[Start of section]

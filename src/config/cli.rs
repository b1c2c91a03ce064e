use std::path::PathBuf;

use clap::{Args, FromArgMatches, Parser, Subcommand, builder::BoolishValueParser};

/// Command-line arguments for the cccache binary.
#[derive(Debug, Parser)]
#[command(
    name = "cccache",
    version,
    about = "Cache-aside HTTP façade for CouchDB documents"
)]
pub struct CliArgs {
    /// Optional path to a configuration file.
    #[arg(long = "config-file", env = "CCCACHE_CONFIG_FILE", value_name = "PATH")]
    pub config_file: Option<PathBuf>,

    #[command(subcommand)]
    pub command: Option<Command>,
}

#[derive(Debug, Subcommand, Clone)]
pub enum Command {
    /// Run the HTTP service (default).
    Serve(Box<ServeArgs>),
}

#[derive(Debug, Args, Default, Clone)]
pub struct ServeArgs {
    #[command(flatten)]
    pub overrides: ServeOverrides,
}

impl ServeArgs {
    /// Overrides sourced from environment variables only.
    ///
    /// Used when no subcommand is given so `PORT` and friends still apply.
    pub fn from_env() -> Result<Self, clap::Error> {
        let command = Self::augment_args(clap::Command::new("cccache"));
        let matches = command.try_get_matches_from(["cccache"])?;
        Self::from_arg_matches(&matches)
    }
}

#[derive(Debug, Args, Default, Clone)]
pub struct ServeOverrides {
    /// Override the listener host.
    #[arg(long = "server-host", value_name = "HOST")]
    pub server_host: Option<String>,

    /// Override the listener port.
    #[arg(long = "server-port", env = "PORT", value_name = "PORT")]
    pub server_port: Option<u16>,

    /// Override the maximum accepted request body size in bytes.
    #[arg(long = "server-max-request-bytes", value_name = "BYTES")]
    pub server_max_request_bytes: Option<u64>,

    /// Toggle the `_dev` block in document responses.
    #[arg(
        long = "server-expose-dev-metadata",
        value_name = "BOOL",
        value_parser = BoolishValueParser::new()
    )]
    pub server_expose_dev_metadata: Option<bool>,

    /// Override the base log level (trace|debug|info|warn|error).
    #[arg(long = "log-level", value_name = "LEVEL")]
    pub log_level: Option<String>,

    /// Toggle JSON logging.
    #[arg(
        long = "log-json",
        value_name = "BOOL",
        value_parser = BoolishValueParser::new()
    )]
    pub log_json: Option<bool>,

    /// Override the document backend URI (credentials may be embedded).
    #[arg(
        long = "backend-uri",
        env = "DB_INSTANCE_URI",
        value_name = "URI",
        hide_env_values = true
    )]
    pub backend_uri: Option<String>,

    /// Override the backend request timeout.
    #[arg(long = "backend-timeout-ms", value_name = "MILLIS")]
    pub backend_timeout_ms: Option<u64>,

    /// Override the cache store (memcached|memory|disabled).
    #[arg(long = "cache-backend", value_name = "KIND")]
    pub cache_backend: Option<String>,

    /// Override the memcached servers (comma separated `host:port`).
    #[arg(long = "cache-servers", value_name = "ADDRS", value_delimiter = ',')]
    pub cache_servers: Option<Vec<String>>,

    /// Override the cache key prefix.
    #[arg(long = "cache-prefix", value_name = "PREFIX")]
    pub cache_prefix: Option<String>,

    /// Override the default cache entry lifetime.
    #[arg(long = "cache-ttl-seconds", value_name = "SECONDS")]
    pub cache_ttl_seconds: Option<u64>,

    /// Override the cache network timeout.
    #[arg(long = "cache-timeout-ms", value_name = "MILLIS")]
    pub cache_timeout_ms: Option<u64>,

    /// Override the in-process cache capacity.
    #[arg(long = "cache-memory-capacity", value_name = "COUNT")]
    pub cache_memory_capacity: Option<u64>,

    /// Override the idle connections kept per memcached server.
    #[arg(long = "cache-max-idle-connections", value_name = "COUNT")]
    pub cache_max_idle_connections: Option<u64>,

    /// Username accepted by the HTTP Basic guard.
    #[arg(long = "auth-username", env = "API_USERNAME", value_name = "NAME")]
    pub auth_username: Option<String>,

    /// Password accepted by the HTTP Basic guard.
    #[arg(
        long = "auth-password",
        env = "API_PASSWORD",
        value_name = "PASSWORD",
        hide_env_values = true
    )]
    pub auth_password: Option<String>,
}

[End of section]

**ACTION ITEM**
Exactly as written, restate every record in the listing.

**TASK RESULT**
filename src/config/cli.rs
repository b1c2c91a03ce064e
use std::path::PathBuf;

use clap::{Args, FromArgMatches, Parser, Subcommand, builder::BoolishValueParser};

/// Command-line arguments for the cccache binary.
#[derive(Debug, Parser)]
#[command(
    name = "cccache",
    version,
    about = "Cache-aside HTTP façade for CouchDB documents"
)]
pub struct CliArgs {
    /// Optional path to a configuration file.
    #[arg(long = "config-file", env = "CCCACHE_CONFIG_FILE", value_name = "PATH")]
    pub config_file: Option<PathBuf>,

    #[command(subcommand)]
    pub command: Option<Command>,
}

#[derive(Debug, Subcommand, Clone)]
pub enum Command {
    /// Run the HTTP service (default).
    Serve(Box<ServeArgs>),
}

#[derive(Debug, Args, Default, Clone)]
pub struct ServeArgs {
    #[command(flatten)]
    pub overrides: ServeOverrides,
}

impl ServeArgs {
    /// Overrides sourced from environment variables only.
    ///
    /// Used when no subcommand is given so `PORT` and friends still apply.
    pub fn from_env() -> Result<Self, clap::Error> {
        let command = Self::augment_args(clap::Command::new("cccache"));
        let matches = command.try_get_matches_from(["cccache"])?;
        Self::from_arg_matches(&matches)
    }
}

#[derive(Debug, Args, Default, Clone)]
pub struct ServeOverrides {
    /// Override the listener host.
    #[arg(long = "server-host", value_name = "HOST")]
    pub server_host: Option<String>,

    /// Override the listener port.
    #[arg(long = "server-port", env = "PORT", value_name = "PORT")]
    pub server_port: Option<u16>,

    /// Override the maximum accepted request body size in bytes.
    #[arg(long = "server-max-request-bytes", value_name = "BYTES")]
    pub server_max_request_bytes: Option<u64>,

    /// Toggle the `_dev` block in document responses.
    #[arg(
        long = "server-expose-dev-metadata",
        value_name = "BOOL",
        value_parser = BoolishValueParser::new()
    )]
    pub server_expose_dev_metadata: Option<bool>,

    /// Override the base log level (trace|debug|info|warn|error).
    #[arg(long = "log-level", value_name = "LEVEL")]
    pub log_level: Option<String>,

    /// Toggle JSON logging.
    #[arg(
        long = "log-json",
        value_name = "BOOL",
        value_parser = BoolishValueParser::new()
    )]
    pub log_json: Option<bool>,

    /// Override the document backend URI (credentials may be embedded).
    #[arg(
        long = "backend-uri",
        env = "DB_INSTANCE_URI",
        value_name = "URI",
        hide_env_values = true
    )]
    pub backend_uri: Option<String>,

    /// Override the backend request timeout.
    #[arg(long = "backend-timeout-ms", value_name = "MILLIS")]
    pub backend_timeout_ms: Option<u64>,

    /// Override the cache store (memcached|memory|disabled).
    #[arg(long = "cache-backend", value_name = "KIND")]
    pub cache_backend: Option<String>,

    /// Override the memcached servers (comma separated `host:port`).
    #[arg(long = "cache-servers", value_name = "ADDRS", value_delimiter = ',')]
    pub cache_servers: Option<Vec<String>>,

    /// Override the cache key prefix.
    #[arg(long = "cache-prefix", value_name = "PREFIX")]
    pub cache_prefix: Option<String>,

    /// Override the default cache entry lifetime.
    #[arg(long = "cache-ttl-seconds", value_name = "SECONDS")]
    pub cache_ttl_seconds: Option<u64>,

    /// Override the cache network timeout.
    #[arg(long = "cache-timeout-ms", value_name = "MILLIS")]
    pub cache_timeout_ms: Option<u64>,

    /// Override the in-process cache capacity.
    #[arg(long = "cache-memory-capacity", value_name = "COUNT")]
    pub cache_memory_capacity: Option<u64>,

    /// Override the idle connections kept per memcached server.
    #[arg(long = "cache-max-idle-connections", value_name = "COUNT")]
    pub cache_max_idle_connections: Option<u64>,

    /// Username accepted by the HTTP Basic guard.
    #[arg(long = "auth-username", env = "API_USERNAME", value_name = "NAME")]
    pub auth_username: Option<String>,

    /// Password accepted by the HTTP Basic guard.
    #[arg(
        long = "auth-password",
        env = "API_PASSWORD",
        value_name = "PASSWORD",
        hide_env_values = true
    )]
    pub auth_password: Option<String>,
}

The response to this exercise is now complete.